Say No to Procrastination

Source: My UM

You have probably experienced variations of the following scenario. You know you need to submit a final report the next day, but just couldn’t let go of your phone. You know there is no escape from these tasks, but you just keep postponing them. Most people attribute procrastination to laziness. But actually it is also related to how a person regulates his own behaviour. Procrastinators tend to feel stressed, especially when they are running out of time. Is there a way to overcome procrastination?

Symptoms of Procrastination

Mok Ka Meng, a first-year student of secondary education (Chinese) from the Faculty of Education (FED), says that the busier he gets, the more likely he will procrastinate. ‘If I have to write a report on a tight schedule, the outcome is usually less than satisfactory ,’ says Mok. ‘To avoid this situation, I usually break a big task into smaller, bite-sized goals to give myself sufficient time.’

Cheong Man I, another first-year student of secondary education (Chinese) from the FED, says she used to be a procrastinator both in her studies and in her daily life. For example, she used to have difficulty getting out of bed in the morning. ‘In fact, if you are willing to step out of your comfort zone, you will find that overcoming procrastination is not as difficult as you imagined,’ says Cheong. ‘With this changed attitude, I find that I procrastinate less than before.’

What Is Procrastination?

Lei Seng Hang, a psychological counsellor from the Student Affairs Office, says that procrastination is the result of interplay between various physical, psychological, and environmental factors. There are two kinds of procrastinators: active procrastinators and passive procrastinators. ‘Active procrastinators like to work under stress and tend to achieve their full potential when faced with an imminent deadline,’ says Lei. ‘On the contrary, passive procrastinators usually fail to finish their tasks on time. Because of this, they will become frustrated and have doubts about their work competencies.’

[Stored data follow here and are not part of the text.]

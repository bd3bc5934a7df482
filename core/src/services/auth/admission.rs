//! Admission control ahead of the authentication endpoints
//!
//! One limiter is built per process and shared by reference; it owns its
//! bucket state.

use dashmap::DashMap;
use std::fmt;
use tokio::time::Instant;
use tracing::warn;

use ag_shared::config::RateLimitConfig;

/// Decides whether a request keyed by `key` may proceed
pub trait AdmissionControl: Send + Sync {
    /// Returns `true` and consumes capacity if the request is admitted
    fn try_admit(&self, key: &str) -> bool;
}

#[derive(Debug, Clone, Copy)]
struct Bucket {
    tokens: f64,
    last_refill: Instant,
}

/// Default bound on simultaneously tracked keys
pub const DEFAULT_MAX_TRACKED_KEYS: usize = 100_000;

/// Token-bucket limiter with one bucket per key
///
/// At most `max_tracked_keys` buckets are held. When a new key arrives at
/// the bound, fully refilled buckets are pruned first; if none can go, the
/// new key is refused until capacity frees up. Keys already tracked are
/// never affected by the bound.
pub struct TokenBucketLimiter {
    capacity: f64,
    refill_per_second: f64,
    max_tracked_keys: usize,
    buckets: DashMap<String, Bucket>,
}

impl TokenBucketLimiter {
    /// `capacity` requests in a burst, refilled at `refill_per_second`
    pub fn new(capacity: u32, refill_per_second: f64) -> Self {
        Self {
            capacity: f64::from(capacity),
            refill_per_second,
            max_tracked_keys: DEFAULT_MAX_TRACKED_KEYS,
            buckets: DashMap::new(),
        }
    }

    pub fn with_max_tracked_keys(mut self, max_tracked_keys: usize) -> Self {
        self.max_tracked_keys = max_tracked_keys.max(1);
        self
    }

    /// Limiter for the configured limits, or `None` when admission is off
    pub fn from_config(config: &RateLimitConfig) -> Option<Self> {
        config.enabled.then(|| {
            Self::new(config.capacity, config.refill_per_second)
                .with_max_tracked_keys(config.max_tracked_keys)
        })
    }

    /// Number of keys currently tracked
    pub fn tracked_keys(&self) -> usize {
        self.buckets.len()
    }

    /// Drop buckets that have refilled completely
    pub fn prune(&self) {
        let now = Instant::now();
        self.buckets
            .retain(|_, bucket| self.refilled(bucket, now) < self.capacity);
    }

    fn refilled(&self, bucket: &Bucket, now: Instant) -> f64 {
        let elapsed = now.duration_since(bucket.last_refill).as_secs_f64();
        (bucket.tokens + elapsed * self.refill_per_second).min(self.capacity)
    }

    /// Whether a bucket may be created for a key not yet tracked
    fn make_room(&self) -> bool {
        if self.buckets.len() < self.max_tracked_keys {
            return true;
        }
        self.prune();
        if self.buckets.len() < self.max_tracked_keys {
            return true;
        }
        warn!(
            tracked_keys = self.buckets.len(),
            max_tracked_keys = self.max_tracked_keys,
            "Admission table full; refusing new key"
        );
        false
    }
}

impl AdmissionControl for TokenBucketLimiter {
    fn try_admit(&self, key: &str) -> bool {
        // No shard guard may be held here: pruning takes every shard lock
        if !self.buckets.contains_key(key) && !self.make_room() {
            return false;
        }

        let now = Instant::now();
        let mut bucket = self.buckets.entry(key.to_string()).or_insert(Bucket {
            tokens: self.capacity,
            last_refill: now,
        });

        let available = self.refilled(&bucket, now);
        bucket.last_refill = now;

        if available >= 1.0 {
            bucket.tokens = available - 1.0;
            true
        } else {
            bucket.tokens = available;
            false
        }
    }
}

impl fmt::Debug for TokenBucketLimiter {
    fn fmt(&self, f: &mut fmt::Formatter<'_>) -> fmt::Result {
        f.debug_struct("TokenBucketLimiter")
            .field("capacity", &self.capacity)
            .field("refill_per_second", &self.refill_per_second)
            .field("max_tracked_keys", &self.max_tracked_keys)
            .field("tracked_keys", &self.buckets.len())
            .finish()
    }
}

According to Lei, procrastination and our brain’s functions, especially executive functions, are closely related. Here are some tips for overcoming procrastination that you may want to try: 1. Reduce initial resistance: Instead of focusing on getting out of bed, put your mind on the joy of wearing a beautiful dress for the day or drinking a fine cup of coffee; 2. Allocate time wisely: Evaluate the average time you spend on different activities every day, such as studying, resting, entertainment, and work. Avoid setting overly ambitious goals and break big goals into smaller ones; 3. Develop the right mindset: Change your mindset and talk to yourself in the process of implementing your plans to avoid giving up halfway; 4. Avoid distractions: Put away items that tend to cause distractions, such as phones and comic books. If you feel distracted by the thought of an irrelevant task, write it down so you can attend to it later.